//! HTTP transport boundary.
//!
//! The client never performs I/O itself: it builds a [`TransportRequest`]
//! and hands it to a [`Transport`] verb method, then reads the returned
//! [`TransportResponse`]. Connection pooling, TLS and socket-level retries
//! belong to the transport.

use std::time::Duration;

use serde_json::Value;

use crate::error::TransportError;

/// Everything a transport needs besides method and path.
#[derive(Debug, Clone, Default, PartialEq)]
pub struct TransportRequest {
    /// Query pairs; repeated names are sent repeatedly.
    pub query: Vec<(String, String)>,
    pub headers: Vec<(String, String)>,
    /// JSON body, only set for POST, PUT and PATCH.
    pub json: Option<Value>,
    pub timeout: Option<Duration>,
}

impl TransportRequest {
    /// Last value of a header, compared case-insensitively.
    pub fn header(&self, name: &str) -> Option<&str> {
        self.headers
            .iter()
            .rev()
            .find(|(k, _)| k.eq_ignore_ascii_case(name))
            .map(|(_, v)| v.as_str())
    }
}

/// A response described as plain data.
#[derive(Debug, Clone, PartialEq, Eq)]
pub struct TransportResponse {
    pub status: u16,
    pub headers: Vec<(String, String)>,
    pub body: String,
}

impl TransportResponse {
    pub fn new(status: u16, body: impl Into<String>) -> Self {
        Self {
            status,
            headers: Vec::new(),
            body: body.into(),
        }
    }

    /// Whether the status is an error status (4xx or 5xx).
    pub fn is_error(&self) -> bool {
        self.status >= 400
    }
}

/// Verb methods of an HTTP session.
///
/// Paths are relative to the transport's own base URL. Implementations
/// return `Ok` for every response that arrived, whatever its status; status
/// interpretation is left to the client.
pub trait Transport: Send + Sync {
    fn get(&self, path: &str, request: TransportRequest)
        -> Result<TransportResponse, TransportError>;

    fn post(&self, path: &str, request: TransportRequest)
        -> Result<TransportResponse, TransportError>;

    fn put(&self, path: &str, request: TransportRequest)
        -> Result<TransportResponse, TransportError>;

    fn patch(&self, path: &str, request: TransportRequest)
        -> Result<TransportResponse, TransportError>;

    fn delete(&self, path: &str, request: TransportRequest)
        -> Result<TransportResponse, TransportError>;
}

#[cfg(feature = "remote")]
pub use remote::ReqwestTransport;

#[cfg(feature = "remote")]
mod remote {
    use reqwest::blocking::Client;
    use reqwest::Method;
    use url::Url;

    use super::{Transport, TransportRequest, TransportResponse};
    use crate::error::TransportError;

    /// Blocking transport backed by a shared `reqwest` client.
    #[derive(Debug, Clone)]
    pub struct ReqwestTransport {
        client: Client,
        base_url: Url,
    }

    impl ReqwestTransport {
        /// Create a transport for `base_url` with a default client.
        ///
        /// # Errors
        ///
        /// Returns `TransportError::InvalidUrl` if `base_url` is not a URL.
        pub fn new(base_url: &str) -> Result<Self, TransportError> {
            Self::with_client(base_url, Client::new())
        }

        /// Create a transport reusing a configured client.
        ///
        /// # Errors
        ///
        /// Returns `TransportError::InvalidUrl` if `base_url` is not a URL.
        pub fn with_client(base_url: &str, client: Client) -> Result<Self, TransportError> {
            // A trailing slash makes relative joins append instead of replace.
            let normalized = format!("{}/", base_url.trim_end_matches('/'));
            let base_url = Url::parse(&normalized).map_err(|source| TransportError::InvalidUrl {
                url: base_url.to_string(),
                source,
            })?;
            Ok(Self { client, base_url })
        }

        pub fn base_url(&self) -> &Url {
            &self.base_url
        }

        fn send(
            &self,
            method: Method,
            path: &str,
            request: TransportRequest,
        ) -> Result<TransportResponse, TransportError> {
            let url = self
                .base_url
                .join(path.trim_start_matches('/'))
                .map_err(|source| TransportError::InvalidUrl {
                    url: path.to_string(),
                    source,
                })?;
            let url_string = url.to_string();

            let mut builder = self.client.request(method, url).query(&request.query);
            for (name, value) in &request.headers {
                builder = builder.header(name.as_str(), value.as_str());
            }
            if let Some(body) = &request.json {
                builder = builder.json(body);
            }
            if let Some(timeout) = request.timeout {
                builder = builder.timeout(timeout);
            }

            let reqwest_error = |source| TransportError::Reqwest {
                url: url_string.clone(),
                source,
            };
            let response = builder.send().map_err(reqwest_error)?;
            let status = response.status().as_u16();
            let headers = response
                .headers()
                .iter()
                .filter_map(|(k, v)| Some((k.to_string(), v.to_str().ok()?.to_string())))
                .collect();
            let body = response.text().map_err(reqwest_error)?;

            Ok(TransportResponse {
                status,
                headers,
                body,
            })
        }
    }

    impl Transport for ReqwestTransport {
        fn get(
            &self,
            path: &str,
            request: TransportRequest,
        ) -> Result<TransportResponse, TransportError> {
            self.send(Method::GET, path, request)
        }

        fn post(
            &self,
            path: &str,
            request: TransportRequest,
        ) -> Result<TransportResponse, TransportError> {
            self.send(Method::POST, path, request)
        }

        fn put(
            &self,
            path: &str,
            request: TransportRequest,
        ) -> Result<TransportResponse, TransportError> {
            self.send(Method::PUT, path, request)
        }

        fn patch(
            &self,
            path: &str,
            request: TransportRequest,
        ) -> Result<TransportResponse, TransportError> {
            self.send(Method::PATCH, path, request)
        }

        fn delete(
            &self,
            path: &str,
            request: TransportRequest,
        ) -> Result<TransportResponse, TransportError> {
            self.send(Method::DELETE, path, request)
        }
    }
}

§ **What to produce**: Copy only the lines in the listing that contain "relative".

§ **Reply to the task**:
/// Paths are relative to the transport's own base URL. Implementations
            // A trailing slash makes relative joins append instead of replace.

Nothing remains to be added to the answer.